Controls which tools exist in the MCP schema. Tools outside the active band are never registered — the LLM cannot discover or call them. Default is read (7 tools, no signing). See Band Filtering.

2. Policy Gates

Controls what signed transactions can do. Declarative rules (chain allowlists, expiry) enforced by OWS before any key material is touched. First denial short-circuits. See Policy Gates.

3. Structured Errors

Every error includes a category and code. flow errors include a requiredAction. Agents recover programmatically — no guessing, no silent failures. See Structured Errors.

4. Input Validation

Zod schemas validate all tool inputs before they reach the API:
  • Address format checked per chain family (0x-prefixed for EVM, T-prefixed for Tron)
  • Amounts validated as positive numeric strings (no scientific notation)
  • Mutually exclusive fields enforced (amount vs amountWei, never both)
  • Token contracts validated when provided
  • Required fields enforced

5. Secret Isolation

Sensitive values are supplied through environment variables, never through tool arguments:
  • WALLETSUITE_API_KEY
  • OWS_PASSPHRASE
  • OWS_AGENT_TOKEN
  • OWS_ETHEREUM_RPC_URL / OWS_TRON_RPC_URL
Secrets stay out of prompt history, tool argument logs, and MCP traffic.

6. HTTPS Enforcement

All external URLs are validated as HTTPS before use. HTTP is allowed only for localhost in development. This applies to the backend API, chain RPCs, and MoonPay widget URLs.

7. Audit Trail

Every sign_transaction and send_transaction operation appends a receipt to a hash-chained, append-only JSONL log. Each receipt is SHA-256 linked to the previous one, so tampering with any entry invalidates every entry after it. Receipts record the operation, chain, policy decision, and outcome — wallet name is preserved for forensics; sensitive fields are schema-redacted before write. See Audit Trail.

Non-Custodial Architecture

User request → MCP Server prepares unsigned tx (no key access)
             → OWS decrypts key from local vault
             → OWS signs the transaction
             → OWS broadcasts via configured RPC
             → Key wiped from memory
At no point does the MCP server or the WalletSuite API access private key material. The key exists in decrypted form only inside OWS during the signing operation, then it is wiped from memory. See Key Management for vault details.

Attack Model

If the MCP server is compromised:
  • An attacker does not get private keys (keys are in the OWS vault, not the server)
  • An attacker cannot sign transactions unless OWS is enabled and the signing band is active
  • An attacker cannot broadcast unless the broadcast band is enabled, the RPC URL is configured, and confirmBroadcast=true is passed
The worst case for a compromised server with MCP_BANDS=read is information disclosure (balances, prices, transaction history).

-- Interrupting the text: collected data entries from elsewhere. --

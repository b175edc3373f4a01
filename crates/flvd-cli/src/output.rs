//! Status renderers.

use anyhow::anyhow;
use flvd_api::models::StatusResponse;
use flvd_core::{FetchStatus, RemoveStatus};

use crate::cli::OutputFormat;
use crate::client::{CliError, CliResult};

pub(crate) fn render_status(
    operation: &str,
    response: &StatusResponse,
    format: OutputFormat,
) -> CliResult<()> {
    match format {
        OutputFormat::Json => {
            let text = serde_json::to_string_pretty(response)
                .map_err(|err| CliError::failure(anyhow!("failed to format JSON: {err}")))?;
            println!("{text}");
        }
        OutputFormat::Table => {
            println!("{:<10} {:>6} MEANING", "OPERATION", "STATUS");
            println!(
                "{:<10} {:>6} {}",
                operation,
                response.status,
                status_meaning(operation, response.status)
            );
        }
    }
    Ok(())
}

/// Human-readable explanation of a status code for `operation`.
pub(crate) fn status_meaning(operation: &str, status: i32) -> &'static str {
    if operation == "remove" {
        return match RemoveStatus::from_code(status) {
            Some(RemoveStatus::Removed) => "file removed",
            Some(RemoveStatus::RemoveFailed) => "file exists but could not be deleted",
            Some(RemoveStatus::NotFound) => "no such file",
            None => "unknown removal status",
        };
    }
    match FetchStatus::from_code(status) {
        FetchStatus::SUCCESS => "stream fully retrieved",
        FetchStatus::FAILED => "client reported failure",
        FetchStatus::INCOMPLETE => "stream incomplete or client interrupted",
        FetchStatus::LAUNCH_FAILED => "client could not be started",
        _ => "client-specific failure code",
    }
}

#[cfg(test)]
mod tests {
    use super::*;

    #[test]
    fn meanings_depend_on_the_operation() {
        assert_eq!(status_meaning("remove", 2), "no such file");
        assert_eq!(
            status_meaning("download", 2),
            "stream incomplete or client interrupted"
        );
        assert_eq!(status_meaning("download", 42), "client-specific failure code");
        assert_eq!(status_meaning("remove", 9), "unknown removal status");
    }

    #[test]
    fn both_formats_render() {
        let response = StatusResponse {
            status: 0,
            outcome: "success".to_string(),
        };
        assert!(render_status("download", &response, OutputFormat::Table).is_ok());
        assert!(render_status("download", &response, OutputFormat::Json).is_ok());
    }
}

No value can be moved.

What WalletSuite Does Not Do

  • Store private keys or mnemonics
  • Custody funds
  • Sign transactions on your behalf
  • Move funds without an explicitly enabled signing path and user/policy approval
  • Expose internal orchestration logic

Remaining Risks

Non-custodial does not mean zero risk. Important risks that remain with the operator:
  • Enabling broader bands than needed
  • Running on a compromised host
  • Leaking environment secrets (API keys, passphrases, agent tokens)
Mitigation: Keep bands narrow, scope agent tokens with policies, and protect your environment variables.

Practical Guidance

Start with these defaults and expand deliberately:
SettingDefaultWhen to Change
MCP_BANDSreadAdd prepare when you need tx construction
OWS_ENABLEDfalseEnable when you need local signing
BroadcastDisabledEnable only after proving the signing flow
PolicyNoneCreate before issuing agent tokens
See Production Checklist for the full pre-go-live validation.